Schedule – Summer Half Training

 

For those members participating in our Summer Half season, this is your training schedule. It runs from July 1, 2017 through October 8, 2017.

For explanations of the terms/notations found on the schedule please read the information below about our workouts. We will also cover these in our weekend seminars. We are using a Google calendar (actually six of them) to present this year’s training schedule. More information about how to import our schedule into your calendar is below.

IMPORTANT: Please read our How to Portland Fit page for details about our training program.

START TIMES: Start times for our Saturday meetings are posted in the calendar on Saturdays. Example: 6mi @ 7:40 means that your group will be doing 6 miles starting at 7:40am. There will be a brief color group meeting, but the group will leave within ten minutes or less of that start time.

Translating Our Training Schedule…
On the weekend we run or walk miles. During the week we train using minutes. Accompanying our weekend mileage on the schedule is your color group’s starting time (8:00 = 8AM). Early in the season everyone begins at 8am, but as we progress we begin to meet earlier to complete our mileage before our group cool down at 9:15a.

Some weeks we deliver a seminar on a training topic. These are brief 15-20 minute discussions and are an important component of the training program. Please try to attend when possible. If a seminar is scheduled for the weekend, you’ll see the subject as a gray appointment on the weekend schedule (apart from your color group schedule).

During the week, you’ll notice some notations describing a variety of workouts. We explain a bit below, but you can also read more detail about these different workouts in our blog posting here.

30/e = 30 minutes easy. This is a training run and should not be conducted at race pace.

Tempo run = is a cardio workout conducted in three segments; run easy, run hard, run easy. The easy sections should be about your weekend long run/walk pace. The “hard” section should be a little bit faster (like 30 seconds to one minute per mile faster). You should be able to hold that faster pace for the entire duration of the “hard” section — it’s not something where you run fast, then slow, then fast, then slow. That’s actually a different workout called a “fartlek.”

40/hill = This workout is conducted as “hill circuits” and not necessarily running a course that has hills on it nor is it running 40 minutes up and down a hill.

An example of a hill circuit:
Hill Circuits, 10 min WU then 4(3min hills+6jog) end with 10 min CD
Hill Circuits, 10 min WU then 4(6min+3rest) end with 10 min CD

WU = warm up
CD = cool down

Track Workout: 8(200mx200m) means run 200 meters hard and 200 meters recovery.

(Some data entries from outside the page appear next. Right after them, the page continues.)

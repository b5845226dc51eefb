//! Derived labels shown alongside a story: author handle, share slug and
//! visit dates.

use alloc::string::String;

use super::Story;

/// Normalizes a social handle to a single leading `@`.
///
/// Returns `None` when nothing is left after trimming.
pub fn normalize_handle(raw: &str) -> Option<String> {
    let bare = handle_slug(raw)?;
    let mut out = String::with_capacity(bare.len() + 1);
    out.push('@');
    out.push_str(bare);
    Some(out)
}

/// Handle without any leading `@`, suitable for building profile links.
pub fn handle_slug(raw: &str) -> Option<&str> {
    let bare = raw.trim().trim_start_matches('@');
    if bare.is_empty() { None } else { Some(bare) }
}

/// Public slug used in share links: the handle when set, otherwise the id.
pub fn share_slug(story: &Story) -> &str {
    story
        .handle
        .as_deref()
        .map(str::trim)
        .filter(|handle| !handle.is_empty())
        .unwrap_or(&story.id)
}

/// Calendar date (`YYYY-MM-DD`) part of an ISO-8601 timestamp.
pub fn calendar_date(timestamp: &str) -> &str {
    let trimmed = timestamp.trim();
    let end = trimmed
        .find(|ch: char| ch == 'T' || ch == ' ')
        .unwrap_or(trimmed.len());
    &trimmed[..end]
}

#[derive(Clone, Copy, Debug, Eq, PartialEq)]
pub enum VisitSummary<'a> {
    /// First and last visit happened on the same day.
    SameDay { date: &'a str },
    Visits {
        last: &'a str,
        first: Option<&'a str>,
    },
}

/// Summarizes visit dates; the last visit falls back to the publish date.
pub fn visit_summary(story: &Story) -> VisitSummary<'_> {
    let last = story
        .last_visit
        .as_deref()
        .unwrap_or(story.published_at.as_str());
    let first = story.first_visit.as_deref();

    match first {
        Some(first) if calendar_date(first) == calendar_date(last) => VisitSummary::SameDay {
            date: calendar_date(last),
        },
        _ => VisitSummary::Visits {
            last: calendar_date(last),
            first: first.map(calendar_date),
        },
    }
}
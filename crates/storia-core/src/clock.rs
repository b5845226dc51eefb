//! Fixed-duration progress driver for text, image and quote panels.
//!
//! The clock has no time source of its own. It is polled with the caller's
//! monotonic milliseconds, which keeps it deterministic under a virtual
//! clock: the same duration and tick interval always produce the same
//! sequence of emissions, however coarsely it is polled.

use log::trace;

#[derive(Clone, Copy, Debug, PartialEq)]
pub enum ClockEvent {
    /// Fraction of the panel duration that has elapsed.
    Progress(f32),
    /// Emitted once, right after the final `Progress(1.0)`.
    Elapsed,
}

#[derive(Clone, Copy, Debug, Eq, PartialEq)]
enum ClockState {
    Idle,
    /// Started but not yet anchored to a timestamp; the first poll anchors it.
    Armed {
        duration_ms: u32,
    },
    Running {
        start_ms: u64,
        duration_ms: u32,
        emitted: u32,
        total: u32,
    },
    CompletionPending,
    Done,
}

#[derive(Clone, Copy, Debug, Eq, PartialEq)]
pub struct PlaybackClock {
    tick_ms: u32,
    state: ClockState,
}

impl PlaybackClock {
    pub const fn new(tick_ms: u32) -> Self {
        Self {
            tick_ms: if tick_ms == 0 { 1 } else { tick_ms },
            state: ClockState::Idle,
        }
    }

    pub const fn tick_ms(&self) -> u32 {
        self.tick_ms
    }

    /// Number of `Progress` emissions a run of `duration_ms` produces.
    pub const fn emission_count(duration_ms: u32, tick_ms: u32) -> u32 {
        let tick_ms = if tick_ms == 0 { 1 } else { tick_ms };
        let duration_ms = if duration_ms == 0 { 1 } else { duration_ms };
        duration_ms.div_ceil(tick_ms)
    }

    /// Starts (or restarts) a run. Any previous run is abandoned without
    /// further emissions.
    pub fn start(&mut self, duration_ms: u32) {
        self.state = ClockState::Armed {
            duration_ms: duration_ms.max(1),
        };
    }

    /// Stops the run. No event is emitted after this returns.
    pub fn cancel(&mut self) {
        self.state = ClockState::Idle;
    }

    pub fn is_active(&self) -> bool {
        matches!(
            self.state,
            ClockState::Armed { .. } | ClockState::Running { .. } | ClockState::CompletionPending
        )
    }

    pub fn is_done(&self) -> bool {
        matches!(self.state, ClockState::Done)
    }

    /// Returns the next due event, if any. Call repeatedly until `None` to
    /// drain every tick that became due since the previous poll.
    pub fn poll(&mut self, now_ms: u64) -> Option<ClockEvent> {
        match self.state {
            ClockState::Idle | ClockState::Done => None,
            ClockState::Armed { duration_ms } => {
                let total = Self::emission_count(duration_ms, self.tick_ms);
                trace!(
                    "clock: anchored start_ms={} duration_ms={} ticks={}",
                    now_ms, duration_ms, total
                );
                self.state = ClockState::Running {
                    start_ms: now_ms,
                    duration_ms,
                    emitted: 0,
                    total,
                };
                None
            }
            ClockState::Running {
                start_ms,
                duration_ms,
                emitted,
                total,
            } => {
                let next = emitted + 1;
                let offset_ms = (next as u64 * self.tick_ms as u64).min(duration_ms as u64);
                if now_ms < start_ms.saturating_add(offset_ms) {
                    return None;
                }

                if next >= total {
                    self.state = ClockState::CompletionPending;
                    return Some(ClockEvent::Progress(1.0));
                }

                self.state = ClockState::Running {
                    start_ms,
                    duration_ms,
                    emitted: next,
                    total,
                };
                Some(ClockEvent::Progress(offset_ms as f32 / duration_ms as f32))
            }
            ClockState::CompletionPending => {
                self.state = ClockState::Done;
                Some(ClockEvent::Elapsed)
            }
        }
    }
}

impl Default for PlaybackClock {
    fn default() -> Self {
        Self::new(50)
    }
}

Preferably you should be running hard and jogging easy. While it is OK to walk during the recovery, you will benefit more by jogging easy.

Having Trouble Seeing the Schedule Above?

Some users are having trouble seeing our embedded Google Calendars.  In that case, it may be necessary to view them directly:

Yellow Schedule – Half Marathon
Red Schedule – Half Marathon
Purple Schedule – Half Marathon

Don’t know your color group?

Don’t worry, we’ll tell you on your first day. If you can’t come out for our Orientation session, just follow the Red schedule until you can attend your first group meeting. The schedules are pretty close for the first few weeks.